One of the 7″s I have has a little comic strip for this song, and little slug cartoons were all over their early releases. This track is pretty damn impressive for a bunch of teenagers to have written. Scuzzy production values, for sure, but that probably adds to its charm. Bloody brilliant stuff.

Pink Sunshine

I don’t know why, but this was the only Big Bang! single I didn’t buy at the time, getting it instead from the newsagents after it had left the charts (remember when they did that? You could always tell it was a newsagents-sourced record ad the central disc was all cut through in a wavy pattern rather than being a solid circle. I seem to remember singles were cheaper this way than when they first came out. A few of my Kylies were sourced in the same way, and I bought a second copy of Roxette’s ‘The Look’ from a newsagent because the B-side didn’t work on my bought at the time original – imagine being denied Silver Blue… although, come to think of it, it was another mix of The Look and not the promised Silver Blue anyway. Thank heavens for Tourism. But I digress).

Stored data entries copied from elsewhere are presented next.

use axum::{
    http::StatusCode,
    response::{IntoResponse, Response},
    Json,
};
use sea_orm::DbErr;
use serde_json::json;
use thiserror::Error;

use crate::services::lifecycle::LifecycleError;
use crate::utils::qr::QrError;

#[derive(Debug, Error)]
pub enum AppError {
    #[error("Bad request: {0}")]
    BadRequest(String),

    #[error("Unauthorized: {0}")]
    Unauthorized(String),

    #[error("Forbidden: {0}")]
    Forbidden(String),

    #[error("Not found: {0}")]
    NotFound(String),

    #[error("Database error: {0}")]
    Database(#[from] DbErr),

    #[error("Internal error: {0}")]
    Internal(String),
}

pub type AppResult<T> = Result<T, AppError>;

impl AppError {
    pub fn status_code(&self) -> StatusCode {
        match self {
            AppError::BadRequest(_) => StatusCode::BAD_REQUEST,
            AppError::Unauthorized(_) => StatusCode::UNAUTHORIZED,
            AppError::Forbidden(_) => StatusCode::FORBIDDEN,
            AppError::NotFound(_) => StatusCode::NOT_FOUND,
            AppError::Database(_) | AppError::Internal(_) => StatusCode::INTERNAL_SERVER_ERROR,
        }
    }
}

impl IntoResponse for AppError {
    fn into_response(self) -> Response {
        let status = self.status_code();

        // Storage and internal failures are logged in full, the caller only sees a generic message
        let message = match self {
            AppError::BadRequest(msg)
            | AppError::Unauthorized(msg)
            | AppError::Forbidden(msg)
            | AppError::NotFound(msg) => msg,
            AppError::Database(e) => {
                tracing::error!(error = %e, "Database error");
                "A storage error occurred".to_string()
            }
            AppError::Internal(msg) => {
                tracing::error!("Internal error: {}", msg);
                "Internal server error".to_string()
            }
        };

        (status, Json(json!({ "error": message }))).into_response()
    }
}

impl From<LifecycleError> for AppError {
    fn from(err: LifecycleError) -> Self {
        match err {
            LifecycleError::InvalidRoute { .. }
            | LifecycleError::UnknownDestination(_)
            | LifecycleError::NoActiveTicket
            | LifecycleError::TicketNotFound(_) => AppError::NotFound(err.to_string()),
            LifecycleError::InvalidCoordinates | LifecycleError::ConfirmationMismatch => {
                AppError::BadRequest(err.to_string())
            }
            LifecycleError::Qr(e) => e.into(),
            LifecycleError::Storage(e) => AppError::Database(e),
            LifecycleError::Artifact(e) => AppError::Internal(format!("Artifact I/O failed: {}", e)),
        }
    }
}

impl From<QrError> for AppError {
    fn from(err: QrError) -> Self {
        match err {
            QrError::NoCodeFound | QrError::MalformedPayload | QrError::UnreadableImage(_) => {
                AppError::BadRequest(err.to_string())
            }
            QrError::Encode(_) => AppError::Internal(err.to_string()),
        }
    }
}

#[cfg(test)]
mod tests {
    use super::*;

    #[test]
    fn test_lifecycle_errors_map_to_http_status() {
        let invalid_route: AppError = LifecycleError::InvalidRoute {
            from: "City B".to_string(),
            to: "City A".to_string(),
        }
        .into();
        assert_eq!(invalid_route.status_code(), StatusCode::NOT_FOUND);

        let no_ticket: AppError = LifecycleError::NoActiveTicket.into();
        assert_eq!(no_ticket.status_code(), StatusCode::NOT_FOUND);

        let coords: AppError = LifecycleError::InvalidCoordinates.into();
        assert_eq!(coords.status_code(), StatusCode::BAD_REQUEST);

        let storage: AppError = LifecycleError::Storage(DbErr::Custom("boom".into())).into();
        assert_eq!(storage.status_code(), StatusCode::INTERNAL_SERVER_ERROR);
    }

    #[test]
    fn test_qr_errors_are_client_errors() {
        let err: AppError = LifecycleError::Qr(QrError::NoCodeFound).into();
        assert_eq!(err.status_code(), StatusCode::BAD_REQUEST);

        let err: AppError = QrError::MalformedPayload.into();
        assert_eq!(err.status_code(), StatusCode::BAD_REQUEST);
    }
}
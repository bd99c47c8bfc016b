use serde::{Deserialize, Serialize};

const EARTH_RADIUS_KM: f64 = 6371.0;

/// A point on the globe in decimal degrees
#[derive(Debug, Clone, Copy, PartialEq, Serialize, Deserialize)]
pub struct Coordinates {
    pub latitude: f64,
    pub longitude: f64,
}

impl Coordinates {
    pub fn new(latitude: f64, longitude: f64) -> Self {
        Self { latitude, longitude }
    }

    /// Build from optional request fields, rejecting missing or out-of-range values
    pub fn from_parts(latitude: Option<f64>, longitude: Option<f64>) -> Option<Self> {
        let coords = Self::new(latitude?, longitude?);
        coords.is_valid().then_some(coords)
    }

    pub fn is_valid(&self) -> bool {
        self.latitude.is_finite()
            && self.longitude.is_finite()
            && self.latitude.abs() <= 90.0
            && self.longitude.abs() <= 180.0
    }

    pub fn distance_km(&self, other: &Coordinates) -> f64 {
        haversine_distance(self.latitude, self.longitude, other.latitude, other.longitude)
    }
}

/// Calculate distance between two coordinates using Haversine formula
/// Returns distance in kilometers
pub fn haversine_distance(lat1: f64, lon1: f64, lat2: f64, lon2: f64) -> f64 {
    let lat1_rad = lat1.to_radians();
    let lat2_rad = lat2.to_radians();
    let delta_lat = (lat2 - lat1).to_radians();
    let delta_lon = (lon2 - lon1).to_radians();

    let a = (delta_lat / 2.0).sin().powi(2)
        + lat1_rad.cos() * lat2_rad.cos() * (delta_lon / 2.0).sin().powi(2);
    let c = 2.0 * a.sqrt().asin();

    EARTH_RADIUS_KM * c
}

/// Inclusive: a passenger exactly on the threshold has arrived
pub fn is_within_proximity(position: &Coordinates, destination: &Coordinates, threshold_km: f64) -> bool {
    position.distance_km(destination) <= threshold_km
}
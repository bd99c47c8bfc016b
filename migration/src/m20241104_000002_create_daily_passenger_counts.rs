use sea_orm_migration::{prelude::*, schema::*};

#[derive(DeriveMigrationName)]
pub struct Migration;

#[async_trait::async_trait]
impl MigrationTrait for Migration {
    async fn up(&self, manager: &SchemaManager) -> Result<(), DbErr> {
        manager
            .create_table(
                Table::create()
                    .table(DailyPassengerCount::Table)
                    .if_not_exists()
                    .col(pk_auto(DailyPassengerCount::Id))
                    .col(date(DailyPassengerCount::Date).not_null().unique_key())
                    .col(
                        integer(DailyPassengerCount::TotalPassengers)
                            .not_null()
                            .default(0),
                    )
                    .col(
                        integer(DailyPassengerCount::CurrentPassengers)
                            .not_null()
                            .default(0),
                    )
                    .to_owned(),
            )
            .await
    }

    async fn down(&self, manager: &SchemaManager) -> Result<(), DbErr> {
        manager
            .drop_table(Table::drop().table(DailyPassengerCount::Table).to_owned())
            .await
    }
}

#[derive(DeriveIden)]
pub enum DailyPassengerCount {
    Table,
    Id,
    Date,
    TotalPassengers,
    CurrentPassengers,
}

When I think of Pink Sunshine I always think of Saturday morning kids’ TV – hence why I chose Ghost Train as the clip rather than the official video or their two-count-em TOTP appearances for this single. It’s the song they’ll always be remembered for and the one I usually choose at parties because it’s the easiest to dance to. Try and listen to this without smiling. Impossible.

Hollow Girl

This is such an under-rated gem. When I was younger and imagined myself as a pop star, this was one of the songs I was going to cover and bring to the public’s imagination because it’s just so good and deserves to be better known than it is. Love the lyrics, love the vibe of it – my favourite Bostin Steve Austin track by a whisker.

International Rescue

I don’t really remember whether I discovered Fuzzbox first in Smash Hits, on The Chart Show or via some other means. It all sort of happened in a blur in early 1989. I think it was the former though – reading about their Barbarella-themed video and then seeing it and hearing the song and I just fell in love, and that love never dissipated.

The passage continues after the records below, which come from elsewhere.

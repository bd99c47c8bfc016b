use sea_orm::entity::prelude::*;
use serde::{Deserialize, Serialize};

#[derive(Clone, Debug, PartialEq, Eq, DeriveEntityModel, Serialize, Deserialize)]
#[sea_orm(table_name = "daily_passenger_count")]
pub struct Model {
    #[sea_orm(primary_key)]
    pub id: i32,
    #[sea_orm(unique)]
    pub date: Date,
    pub total_passengers: i32,
    pub current_passengers: i32,
}

#[derive(Copy, Clone, Debug, EnumIter, DeriveRelation)]
pub enum Relation {}

impl ActiveModelBehavior for ActiveModel {}
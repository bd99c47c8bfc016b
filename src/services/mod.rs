pub mod artifacts;
pub mod counters;
pub mod lifecycle;
pub mod reset;
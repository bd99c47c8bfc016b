//! Daily passenger counters.
//!
//! Every mutation is a single SQL statement keyed by date, so concurrent
//! bookings and releases never lose updates.

use chrono::NaiveDate;
use sea_orm::{
    sea_query::{Expr, OnConflict},
    ColumnTrait, ConnectionTrait, DbErr, EntityTrait, QueryFilter, Set,
};
use serde::Serialize;

use crate::entities::daily_passenger_count::{self, Column, Entity};

#[derive(Debug, Clone, PartialEq, Eq, Serialize)]
pub struct DailySnapshot {
    pub date: NaiveDate,
    pub total_passengers: i32,
    pub current_passengers: i32,
}

impl DailySnapshot {
    fn empty(date: NaiveDate) -> Self {
        Self {
            date,
            total_passengers: 0,
            current_passengers: 0,
        }
    }
}

impl From<daily_passenger_count::Model> for DailySnapshot {
    fn from(m: daily_passenger_count::Model) -> Self {
        Self {
            date: m.date,
            total_passengers: m.total_passengers,
            current_passengers: m.current_passengers,
        }
    }
}

/// Count a new booking: creates the day's row or bumps both counters
pub async fn record_boarding<C: ConnectionTrait>(db: &C, date: NaiveDate) -> Result<(), DbErr> {
    let row = daily_passenger_count::ActiveModel {
        date: Set(date),
        total_passengers: Set(1),
        current_passengers: Set(1),
        ..Default::default()
    };

    Entity::insert(row)
        .on_conflict(
            OnConflict::column(Column::Date)
                .value(
                    Column::TotalPassengers,
                    Expr::col((Entity, Column::TotalPassengers)).add(1),
                )
                .value(
                    Column::CurrentPassengers,
                    Expr::col((Entity, Column::CurrentPassengers)).add(1),
                )
                .to_owned(),
        )
        .exec_without_returning(db)
        .await?;

    Ok(())
}

/// Take one passenger off the day's onboard count, never going below zero.
/// Returns whether a row was decremented.
pub async fn release_seat<C: ConnectionTrait>(db: &C, date: NaiveDate) -> Result<bool, DbErr> {
    let result = Entity::update_many()
        .col_expr(
            Column::CurrentPassengers,
            Expr::col(Column::CurrentPassengers).sub(1),
        )
        .filter(Column::Date.eq(date))
        .filter(Column::CurrentPassengers.gt(0))
        .exec(db)
        .await?;

    Ok(result.rows_affected > 0)
}

pub async fn for_date<C: ConnectionTrait>(db: &C, date: NaiveDate) -> Result<DailySnapshot, DbErr> {
    Ok(Entity::find()
        .filter(Column::Date.eq(date))
        .one(db)
        .await?
        .map(DailySnapshot::from)
        .unwrap_or_else(|| DailySnapshot::empty(date)))
}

This band sounded great, they looked interesting, they were both funny and fun. Tina and Jo’s faces in this video still crack me up. Ever since then, whenever I hear new bands, I have always compared them to Fuzzbox. In the 90s, a lot of the bands I liked, including Lush, Skunk Anansie, Catatonia and Belly were all added to my list of favourites because they reminded me a bit of Fuzzbox. I’m so grateful that this song came along and rocked my musical world. Big Bang! came along that summer and is still my favourite album of all time.

Fast Forward Futurama

My favourite Fuzzbox song was my favourite on Big Bang! and should have been a single. It was the band’s choice for fourth single, and had they released it, it probably would have been a decent hit and they may have had a longer career. The band clearly knew their stuff more than EMI, who chose to release Walking on Thin Ice instead, and whilst I like that song and it has a cool video:

…and I bought the limited edition Japanese gatefold edition of the 7″ with free badge, it just didn’t have the same potential as Fast Forward Futurama. They also dispensed with the colourful military-style outfits, which was another mistake.

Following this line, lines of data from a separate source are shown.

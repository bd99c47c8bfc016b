use std::net::SocketAddr;
use std::sync::Arc;

use axum::middleware;
use tokio::net::TcpListener;
use tower::ServiceBuilder;
use tower_http::cors::{Any, CorsLayer};
use tower_http::trace::TraceLayer;
use tracing_subscriber::{layer::SubscriberExt, util::SubscriberInitExt};

use bus_count_backend::{
    config::Config,
    credentials::CredentialStore,
    db,
    middleware::rate_limit::{create_global_governor, log_request},
    network::Network,
    routes,
    services::{artifacts::ArtifactStore, reset::ResetTokens},
    AppState,
};

#[tokio::main]
async fn main() {
    // Initialize tracing
    tracing_subscriber::registry()
        .with(
            tracing_subscriber::EnvFilter::try_from_default_env()
                .unwrap_or_else(|_| "bus_count_backend=debug,tower_http=debug".into()),
        )
        .with(tracing_subscriber::fmt::layer())
        .init();

    // Load configuration
    let config = Config::from_env();
    tracing::info!("Starting server at {}", config.server_addr());

    let network = Network::from_config(
        config
            .load_network()
            .expect("Failed to load fare table and city coordinates"),
    );
    tracing::info!("Loaded {} priced routes", network.routes().len());

    let credentials = CredentialStore::from_config(
        &config
            .load_credentials()
            .expect("Failed to load credentials"),
    )
    .expect("Failed to prepare credentials");
    if credentials.is_empty() {
        tracing::warn!("No accounts configured, every login will be rejected");
    } else {
        tracing::info!("Loaded {} accounts", credentials.len());
    }

    // Connect to database
    let db = db::connect(&config)
        .await
        .expect("Failed to connect to database");
    tracing::info!("Connected to database");

    // Run migrations
    db::migrate(&db).await.expect("Failed to run migrations");
    tracing::info!("Migrations complete");

    // Create app state
    let state = AppState {
        db,
        artifacts: ArtifactStore::new(config.artifact_dir.clone()),
        config: config.clone(),
        network: Arc::new(network),
        credentials: Arc::new(credentials),
        reset_tokens: Arc::new(ResetTokens::default()),
    };

    // Create router with middleware
    let app = routes::create_router(state).layer(
        ServiceBuilder::new()
            .layer(middleware::from_fn(log_request))
            .layer(TraceLayer::new_for_http())
            .layer(create_global_governor())
            .layer(CorsLayer::new().allow_origin(Any).allow_methods(Any).allow_headers(Any)),
    );

    // Start server with socket address for rate limiting
    let addr: SocketAddr = config.server_addr().parse().expect("Invalid address");
    let listener = TcpListener::bind(addr)
        .await
        .expect("Failed to bind to address");

    tracing::info!("Server listening on {}", addr);

    axum::serve(
        listener,
        app.into_make_service_with_connect_info::<SocketAddr>(),
    )
    .await
    .expect("Failed to start server");
}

When they released Look at the Hits on That! they did a version of FFF with Manda Rin from Bis, which you could find on YouTube even though you couldn’t find the original. I mean, that version is OK, but to not have the original up there was criminal, so I had to right that wrong myself.

Oh and look what other gems YouTube throws up!

Go to 2.58 for Jo and Tina doing the Reynolds Girls. AMAZING.

Long blog post is long, but I’m not ashamed. I bloody loved Fuzzbox and Jo Dunne was a huge part of that. It’s the least I can do to honour her memory.

So goodbye Jo, thanks for everything, and much love to Maggie and your family (and to Tina and Vickie and your other friends and former band mates). You had such a big impact on me and I’ll never forget you.